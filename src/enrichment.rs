//! Trade record enrichment
//!
//! Derives the classification and summary fields of a decoded trade record:
//! HSN description and main category from the HS code lookup table, the
//! grand total, the calendar year and the attributes parsed from the goods
//! description. Enrichment never fails; every missing or malformed input
//! falls back to a default.

use crate::constants::{
    DATE_FORMATS, DATETIME_FORMATS, DEFAULT_MAIN_CATEGORY, UNKNOWN_HSN_DESCRIPTION,
};
use crate::decoder::decode_row;
use crate::description::parse_description;
use crate::hsn::HsnTable;
use crate::models::TradeRecord;
use chrono::{DateTime, Datelike, NaiveDate, NaiveDateTime};
use tracing::{debug, warn};

/// Return a copy of `record` with every derived field populated
///
/// # Arguments
///
/// * `record` - Decoded record; left untouched
/// * `table` - HS code lookup table
///
/// # Returns
///
/// New record carrying the original fields, the derived fields, and the
/// attributes parsed from the goods description (which overwrite the
/// record's own quantity, USD unit price and model name when found)
pub fn enrich(record: &TradeRecord, table: &HsnTable) -> TradeRecord {
    let mut enriched = record.clone();

    match table.lookup(&record.hs_code) {
        Some(entry) => {
            enriched.hsn_description = Some(entry.description.clone());
            enriched.main_category = Some(entry.category.clone());
        }
        None => {
            debug!("HS code '{}' not in lookup table", record.hs_code);
            enriched.hsn_description = Some(UNKNOWN_HSN_DESCRIPTION.to_string());
            enriched.main_category = Some(DEFAULT_MAIN_CATEGORY.to_string());
        }
    }

    enriched.grand_total_inr = Some(record.total_value_inr + record.duty_paid_inr);

    if !record.date.trim().is_empty() {
        enriched.year = derive_year(&record.date);
        if enriched.year.is_none() {
            warn!(
                "Unparseable date '{}' for HS code '{}'; year left unset",
                record.date, record.hs_code
            );
        }
    }

    parse_description(&record.goods_description).apply_to(&mut enriched);

    enriched
}

/// Decode a raw row and enrich it in one step
pub fn process_row<S: AsRef<str>>(fields: &[S], table: &HsnTable) -> TradeRecord {
    enrich(&decode_row(fields), table)
}

/// Extract the calendar year from a date string
///
/// Tries RFC 3339 first, then the date-only and date-time formats in
/// [`DATE_FORMATS`] and [`DATETIME_FORMATS`]. Returns `None` when no format
/// matches.
pub fn derive_year(date: &str) -> Option<i32> {
    let trimmed = date.trim();
    if trimmed.is_empty() {
        return None;
    }

    if let Ok(dt) = DateTime::parse_from_rfc3339(trimmed) {
        return Some(dt.year());
    }

    DATE_FORMATS
        .iter()
        .find_map(|format| NaiveDate::parse_from_str(trimmed, format).ok())
        .map(|d| d.year())
        .or_else(|| {
            DATETIME_FORMATS
                .iter()
                .find_map(|format| NaiveDateTime::parse_from_str(trimmed, format).ok())
                .map(|dt| dt.year())
        })
}

/// Enricher bound to one HS code lookup table
#[derive(Debug, Clone)]
pub struct RecordEnricher {
    table: HsnTable,
}

impl Default for RecordEnricher {
    fn default() -> Self {
        Self::new(HsnTable::builtin().clone())
    }
}

impl RecordEnricher {
    /// Create an enricher over the given lookup table
    pub fn new(table: HsnTable) -> Self {
        Self { table }
    }

    /// Lookup table in use
    pub fn table(&self) -> &HsnTable {
        &self.table
    }

    /// Enrich a single record
    pub fn enrich(&self, record: &TradeRecord) -> TradeRecord {
        enrich(record, &self.table)
    }

    /// Enrich every record, preserving order
    pub fn enrich_all(&self, records: &[TradeRecord]) -> Vec<TradeRecord> {
        let enriched: Vec<TradeRecord> = records.iter().map(|r| self.enrich(r)).collect();

        let unmapped = enriched
            .iter()
            .filter(|r| !self.table.contains(&r.hs_code))
            .count();
        debug!(
            "Enriched {} records ({} with unmapped HS codes)",
            enriched.len(),
            unmapped
        );

        enriched
    }

    /// Decode and enrich a raw row
    pub fn process_row<S: AsRef<str>>(&self, fields: &[S]) -> TradeRecord {
        process_row(fields, &self.table)
    }
}
//! Trade Enricher Library
//!
//! A Rust library for turning customs import rows into classified trade
//! records.
//!
//! This library provides tools for:
//! - Decoding fixed-position delimited rows into typed trade records
//! - Extracting quantity, USD unit price, model name and product
//!   sub-category from free-text goods descriptions
//! - Enriching records with HS code classifications, grand totals and years
//! - Summarising records by year, HS code, model and importer
//! - Reading customs files and writing cleaned Parquet or CSV output
//!
//! The decoding, description parsing and enrichment functions never fail:
//! malformed input degrades to documented defaults.
//!
//! ```rust
//! use trade_enricher::{decode_row, enrich, HsnTable};
//!
//! let row = ["INNSA1", "2023-05-10", "0512345678", "73239990", "SS CONTAINER QTY: 50"];
//! let record = enrich(&decode_row(&row), HsnTable::builtin());
//!
//! assert_eq!(record.main_category.as_deref(), Some("Steel"));
//! assert_eq!(record.quantity, 50);
//! assert_eq!(record.year, Some(2023));
//! ```

pub mod cli;
pub mod config;
pub mod constants;
pub mod decoder;
pub mod description;
pub mod enrichment;
pub mod error;
pub mod hsn;
pub mod models;
pub mod reader;
pub mod summary;
pub mod writer;

// Re-export commonly used types
pub use config::TradeConfig;
pub use decoder::decode_row;
pub use description::parse_description;
pub use enrichment::{RecordEnricher, enrich};
pub use error::{Result, TradeError};
pub use hsn::HsnTable;
pub use models::{DescriptionFragment, HsnEntry, SubCategory, TradeRecord};
pub use summary::TradeSummary;
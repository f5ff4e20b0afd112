//! HS code lookup table.
//!
//! Maps Harmonized System codes to an HSN description and a main product
//! category. The builtin table is built once per process and never mutated;
//! callers that need a different mapping load their own and pass it to the
//! enricher explicitly.

use crate::constants::BUILTIN_HSN_ENTRIES;
use crate::error::{Result, TradeError};
use crate::models::HsnEntry;
use crate::reader::read_string_rows;
use std::collections::HashMap;
use std::path::Path;
use std::sync::LazyLock;
use tracing::{debug, warn};

/// Columns of a lookup file: HS Code, HSN Description, Main Category
const LOOKUP_COLUMNS: usize = 3;

static BUILTIN_TABLE: LazyLock<HsnTable> = LazyLock::new(|| {
    HsnTable::from_entries(
        BUILTIN_HSN_ENTRIES
            .iter()
            .map(|(code, description, category)| (*code, HsnEntry::new(*description, *category))),
    )
});

/// Immutable HS code → classification mapping
#[derive(Debug, Clone, Default, PartialEq)]
pub struct HsnTable {
    entries: HashMap<String, HsnEntry>,
}

impl HsnTable {
    /// Create an empty table
    pub fn new() -> Self {
        Self::default()
    }

    /// The builtin mapping of household steel articles
    pub fn builtin() -> &'static HsnTable {
        &BUILTIN_TABLE
    }

    /// Build a table from (code, entry) pairs; later codes replace earlier ones
    pub fn from_entries<K, I>(entries: I) -> Self
    where
        K: Into<String>,
        I: IntoIterator<Item = (K, HsnEntry)>,
    {
        let mut table = Self::new();
        for (code, entry) in entries {
            table.insert(code, entry);
        }
        table
    }

    /// Add or replace an entry
    pub fn insert(&mut self, code: impl Into<String>, entry: HsnEntry) {
        let code = code.into().trim().to_string();
        self.entries.insert(code, entry);
    }

    /// Look up an HS code exactly as written
    pub fn lookup(&self, hs_code: &str) -> Option<&HsnEntry> {
        self.entries.get(hs_code)
    }

    /// Check whether a code is mapped
    pub fn contains(&self, hs_code: &str) -> bool {
        self.entries.contains_key(hs_code)
    }

    /// Number of mapped codes
    pub fn len(&self) -> usize {
        self.entries.len()
    }

    /// Whether the table has no codes
    pub fn is_empty(&self) -> bool {
        self.entries.is_empty()
    }

    /// Iterate over (code, entry) pairs in no particular order
    pub fn entries(&self) -> impl Iterator<Item = (&str, &HsnEntry)> {
        self.entries.iter().map(|(code, entry)| (code.as_str(), entry))
    }

    /// Load a lookup CSV with columns: HS Code, HSN Description, Main Category
    ///
    /// The first row is treated as a header. Rows with a blank code are
    /// skipped; a missing description or category is stored as empty and
    /// logged. A file in which no row has a description or category was
    /// almost certainly read with the wrong delimiter and is rejected.
    pub fn load_csv(path: &Path, delimiter: u8) -> Result<Self> {
        if !path.exists() {
            return Err(TradeError::LookupTable {
                path: path.to_path_buf(),
                reason: "file does not exist".to_string(),
            });
        }

        let rows = read_string_rows(path, delimiter, true, LOOKUP_COLUMNS).map_err(|e| TradeError::LookupTable {
            path: path.to_path_buf(),
            reason: e.to_string(),
        })?;

        let mut table = Self::new();
        let mut classified_rows = 0;
        for (line, row) in rows.iter().enumerate() {
            let code = row.first().map(|s| s.trim()).unwrap_or_default();
            if code.is_empty() {
                warn!(
                    "Skipping lookup row {} in {}: blank HS code",
                    line + 2,
                    path.display()
                );
                continue;
            }

            let description = row.get(1).map(|s| s.trim()).unwrap_or_default();
            let category = row.get(2).map(|s| s.trim()).unwrap_or_default();
            if description.is_empty() || category.is_empty() {
                warn!(
                    "Lookup row {} in {} is missing its description or category",
                    line + 2,
                    path.display()
                );
            }
            if !description.is_empty() || !category.is_empty() {
                classified_rows += 1;
            }

            table.insert(code, HsnEntry::new(description, category));
        }

        if !table.is_empty() && classified_rows == 0 {
            return Err(TradeError::LookupTable {
                path: path.to_path_buf(),
                reason: format!(
                    "no row has a description or category column; is {:?} the right delimiter?",
                    delimiter as char
                ),
            });
        }

        debug!(
            "Loaded {} HS codes from {}",
            table.len(),
            path.display()
        );

        Ok(table)
    }
}

#[cfg(test)]
mod tests {
    use super::*;
    use std::fs;
    use tempfile::TempDir;

    #[test]
    fn test_builtin_table_contents() {
        let table = HsnTable::builtin();
        assert_eq!(table.len(), 4);

        let entry = table.lookup("73239990").unwrap();
        assert_eq!(entry.description, "Household articles of iron or steel");
        assert_eq!(entry.category, "Steel");

        assert!(table.contains("73211900"));
        assert!(table.lookup("00000000").is_none());
    }

    #[test]
    fn test_lookup_is_exact() {
        let table = HsnTable::builtin();
        assert!(table.lookup(" 73239990").is_none());
        assert!(table.lookup("7323999").is_none());
    }

    #[test]
    fn test_from_entries_later_wins() {
        let table = HsnTable::from_entries([
            ("1234", HsnEntry::new("first", "A")),
            ("1234", HsnEntry::new("second", "B")),
        ]);
        assert_eq!(table.len(), 1);
        assert_eq!(table.lookup("1234").unwrap().description, "second");
    }

    #[test]
    fn test_load_csv() {
        let temp_dir = TempDir::new().unwrap();
        let path = temp_dir.path().join("lookup.csv");
        fs::write(
            &path,
            "HS Code,HSN Description,Main Category\n\
             39241090,Plastic tableware,Plastic\n\
             ,orphan row,None\n\
             73239990,\"Household articles, steel\",Steel\n",
        )
        .unwrap();

        let table = HsnTable::load_csv(&path, b',').unwrap();
        assert_eq!(table.len(), 2);
        assert_eq!(
            table.lookup("39241090").unwrap(),
            &HsnEntry::new("Plastic tableware", "Plastic")
        );
        assert_eq!(
            table.lookup("73239990").unwrap().description,
            "Household articles, steel"
        );
    }

    #[test]
    fn test_load_csv_missing_file() {
        let result = HsnTable::load_csv(Path::new("/nonexistent/lookup.csv"), b',');
        assert!(matches!(result, Err(TradeError::LookupTable { .. })));
    }

    #[test]
    fn test_load_csv_with_wrong_delimiter_is_rejected() {
        let temp_dir = TempDir::new().unwrap();
        let path = temp_dir.path().join("lookup.csv");
        fs::write(
            &path,
            "HS Code,HSN Description,Main Category\n39241090,Plastic tableware,Plastic\n",
        )
        .unwrap();

        let result = HsnTable::load_csv(&path, b'\t');
        assert!(matches!(result, Err(TradeError::LookupTable { .. })));
    }

    #[test]
    fn test_load_csv_keeps_partial_rows() {
        let temp_dir = TempDir::new().unwrap();
        let path = temp_dir.path().join("lookup.csv");
        fs::write(&path, "code,desc,cat\n1,one,A\n2\n").unwrap();

        let table = HsnTable::load_csv(&path, b',').unwrap();
        assert_eq!(table.len(), 2);
        assert_eq!(table.lookup("2").unwrap(), &HsnEntry::new("", ""));
    }

    #[test]
    fn test_entries_cover_table() {
        let mut codes: Vec<&str> = HsnTable::builtin().entries().map(|(code, _)| code).collect();
        codes.sort();
        assert_eq!(codes, vec!["73211900", "73239300", "73239900", "73239990"]);
    }
}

........

## Exercise:
Could you show every line of the listing that holds the string "product"?

## Worked solution:
//! - Extracting quantity, USD unit price, model name and product
//! Maps Harmonized System codes to an HSN description and a main product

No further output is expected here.